Offcut displays detailed waste statistics for each stock panel after calculation — including the percentage used, total offcut area, and a visual representation of the layout. You can then adjust and recalculate instantly, without redrawing anything by hand.


Conclusion

Optimising a cutting plan isn’t just a technical exercise — it’s a professional habit that pays for itself on every single project. The 7 techniques covered here — from sorting by thickness and accounting for kerf, to enabling rotation and analysing yield statistics — can collectively reduce wood waste by 20% to 35% on a typical project.

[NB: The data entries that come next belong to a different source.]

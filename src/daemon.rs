//! Background SLA sweeper.
//!
//! `start` re-executes the current binary with the hidden `daemon run`
//! subcommand, detached, with logs going to `.helixdesk/daemon.log`. The
//! loop re-runs the SLA sweep on a fixed interval until it sees SIGTERM,
//! SIGINT, or the stop sentinel file that `stop` drops next to the pid file.

use anyhow::{bail, Context, Result};
use chrono::Utc;
use signal_hook::consts::{SIGINT, SIGTERM};
use signal_hook::flag;
use std::fs::{self, File};
use std::path::Path;
use std::process::{Command, Stdio};
use std::sync::atomic::{AtomicBool, Ordering};
use std::sync::Arc;
use std::thread;
use std::time::Duration;
use tracing::{error, info};

use crate::commands::sweep;
use crate::db::Database;

const PID_FILE: &str = "daemon.pid";
const STOP_FILE: &str = "daemon.stop";
const LOG_FILE: &str = "daemon.log";
const SWEEP_INTERVAL: Duration = Duration::from_secs(60);

pub fn start(data_dir: &Path) -> Result<()> {
    if let Some(pid) = read_live_pid(data_dir) {
        println!("Daemon already running (pid {}).", pid);
        return Ok(());
    }

    let exe = std::env::current_exe().context("Failed to locate current executable")?;
    let log = File::create(data_dir.join(LOG_FILE)).context("Failed to create daemon log")?;

    let child = Command::new(exe)
        .args(["daemon", "run", "--dir"])
        .arg(data_dir)
        .stdin(Stdio::null())
        .stdout(Stdio::null())
        .stderr(Stdio::from(log))
        .spawn()
        .context("Failed to spawn daemon process")?;

    fs::write(data_dir.join(PID_FILE), child.id().to_string())?;
    println!("Daemon started (pid {}).", child.id());
    Ok(())
}

pub fn stop(data_dir: &Path) -> Result<()> {
    match read_live_pid(data_dir) {
        Some(pid) => {
            fs::write(data_dir.join(STOP_FILE), "")?;
            println!("Stop requested for daemon (pid {}).", pid);
            println!("It exits at the next sweep tick.");
            Ok(())
        }
        None => {
            let _ = fs::remove_file(data_dir.join(PID_FILE));
            println!("Daemon is not running.");
            Ok(())
        }
    }
}

pub fn status(data_dir: &Path) -> Result<()> {
    match read_live_pid(data_dir) {
        Some(pid) => println!("Daemon running (pid {}).", pid),
        None => println!("Daemon is not running."),
    }
    Ok(())
}

pub fn run_daemon(data_dir: &Path) -> Result<()> {
    let _ = tracing_subscriber::fmt()
        .with_env_filter(
            tracing_subscriber::EnvFilter::try_from_default_env()
                .unwrap_or_else(|_| tracing_subscriber::EnvFilter::new("info")),
        )
        .with_writer(std::io::stderr)
        .try_init();

    let db_path = data_dir.join("helixdesk.db");
    if !db_path.exists() {
        bail!("No database at {}; run 'helixdesk init' first", db_path.display());
    }

    let stop_flag = Arc::new(AtomicBool::new(false));
    flag::register(SIGTERM, Arc::clone(&stop_flag))?;
    flag::register(SIGINT, Arc::clone(&stop_flag))?;

    let stop_sentinel = data_dir.join(STOP_FILE);
    let _ = fs::remove_file(&stop_sentinel);
    fs::write(data_dir.join(PID_FILE), std::process::id().to_string())?;

    info!(dir = %data_dir.display(), "SLA sweep daemon started");

    while !stop_flag.load(Ordering::Relaxed) && !stop_sentinel.exists() {
        match Database::open(&db_path) {
            Ok(db) => match sweep::sweep(&db, Utc::now()) {
                Ok(outcome) => {
                    if !outcome.escalated.is_empty() {
                        info!(count = outcome.escalated.len(), "escalations applied");
                    }
                }
                Err(e) => error!(error = %e, "sweep failed"),
            },
            Err(e) => error!(error = %e, "could not open database"),
        }

        // Sleep in short slices so a stop request lands promptly.
        let mut slept = Duration::ZERO;
        while slept < SWEEP_INTERVAL {
            if stop_flag.load(Ordering::Relaxed) || stop_sentinel.exists() {
                break;
            }
            thread::sleep(Duration::from_millis(500));
            slept += Duration::from_millis(500);
        }
    }

    info!("SLA sweep daemon stopping");
    let _ = fs::remove_file(data_dir.join(PID_FILE));
    let _ = fs::remove_file(&stop_sentinel);
    Ok(())
}

fn read_live_pid(data_dir: &Path) -> Option<u32> {
    let pid: u32 = fs::read_to_string(data_dir.join(PID_FILE))
        .ok()?
        .trim()
        .parse()
        .ok()?;
    // Stale pid files happen after a crash or reboot.
    if Path::new(&format!("/proc/{}", pid)).exists() {
        Some(pid)
    } else {
        None
    }
}

#[cfg(test)]
mod tests {
    use super::*;
    use tempfile::tempdir;

    #[test]
    fn test_status_without_pid_file() {
        let dir = tempdir().unwrap();
        status(dir.path()).unwrap();
        assert!(read_live_pid(dir.path()).is_none());
    }

    #[test]
    fn test_stale_pid_is_ignored() {
        let dir = tempdir().unwrap();
        // Pid values this large are not allocated on Linux.
        fs::write(dir.path().join(PID_FILE), "4194304999").unwrap();
        assert!(read_live_pid(dir.path()).is_none());
    }

    #[test]
    fn test_stop_clears_stale_pid_file() {
        let dir = tempdir().unwrap();
        fs::write(dir.path().join(PID_FILE), "4194304999").unwrap();
        stop(dir.path()).unwrap();
        assert!(!dir.path().join(PID_FILE).exists());
    }

    #[test]
    fn test_run_daemon_requires_database() {
        let dir = tempdir().unwrap();
        assert!(run_daemon(dir.path()).is_err());
    }
}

The good news is that you don’t need to apply all of these manually. A purpose-built online cutting plan tool like Offcut automates the complex calculations and lets you focus on the craft. Whether you’re building a kitchen, a bookcase, or a single shelf unit, start with an optimised cut list — and stop paying for wood you throw away.

👉 Plan your cuts for free on Offcut


Questions fréquentes

What is a good panel yield for a furniture project?

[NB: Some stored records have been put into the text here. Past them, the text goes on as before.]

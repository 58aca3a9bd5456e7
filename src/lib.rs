pub mod commands;
pub mod daemon;
pub mod db;
pub mod engine;
pub mod models;
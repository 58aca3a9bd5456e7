use anyhow::{bail, Result};

use crate::db::Database;
use crate::engine::{assign, matcher};

/// Dry-run of the intake pipeline: show which catalog issue a description
/// would match and who would be assigned, without creating anything.
pub fn run(db: &Database, app_id: &str, description: &str, ai_summary: Option<&str>) -> Result<()> {
    let app = match db.get_application(app_id)? {
        Some(a) => a,
        None => bail!("Application '{}' not found", app_id),
    };

    let issues = db.list_issues()?;
    let candidates: Vec<_> = issues
        .iter()
        .filter(|i| i.app_id == app.id && i.active)
        .cloned()
        .collect();

    let matched = matcher::best_match(&candidates, description, ai_summary.unwrap_or(""));
    let issue = match matched {
        Some(i) => i,
        None => {
            println!("No matching issue for application {}.", app.id);
            return Ok(());
        }
    };

    println!("Matched issue: {} ({})", issue.name, issue.code);
    println!("  Category: {}, priority: {}", issue.category, issue.priority);
    if let Some(hours) = issue.sla_hours {
        println!("  SLA override: {}h", hours);
    }

    let tickets = db.list_tickets(None, None, false)?;
    let users = db.list_users()?;
    let (assignee, reason) = assign::select_assignee(issue, &tickets, &users);
    match assignee {
        Some(user) => println!("Would assign: {} ({})", user.name, user.id),
        None => println!("Would assign: (nobody)"),
    }
    println!("  Reason: {}", reason);

    Ok(())
}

A well-optimised cutting plan for furniture should achieve between 80% and 92% panel yield. Below 75% typically indicates that the parts list or stock panel sizes need to be reconsidered. Using dedicated cut list software helps identify where waste is concentrated so you can adjust the plan before making any cuts.

How much does blade kerf actually affect my cutting plan?

More than most people expect. A 3.2mm kerf across 25 cuts removes over 80mm of material from a single panel. On tightly packed layouts, ignoring kerf means parts will be cut undersized. Always enter your blade kerf value (usually 3–4mm) in your cutting plan software before generating the layout.

Can I use offcuts from a previous project as stock panels?

Absolutely — and you should. Entering saved offcuts as additional stock panels in your next project is one of the most effective ways to reduce material costs. Tools like Offcut allow multiple stock panels of different sizes in the same calculation, so the algorithm can allocate parts to your offcuts before touching a new full sheet.

Is it worth using software for a simple project with only 5 or 6 parts?

Even for small projects, software saves time and often finds a better layout than manual planning. For 5–6 parts, the calculation takes under a second and gives you a clear visual plan to follow at the saw. It also handles kerf and rotation automatically, which most people skip when working by hand.

What panel materials benefit most from cut list optimisation?

Any sheet material benefits — MDF, plywood, chipboard, and OSB all respond well to optimisation. The gains are largest with MDF and chipboard, since these have no grain direction, meaning parts can be freely rotated for better nesting. With hardwood plywood, you may need to restrict rotation to preserve grain alignment, which slightly reduces maximum yield.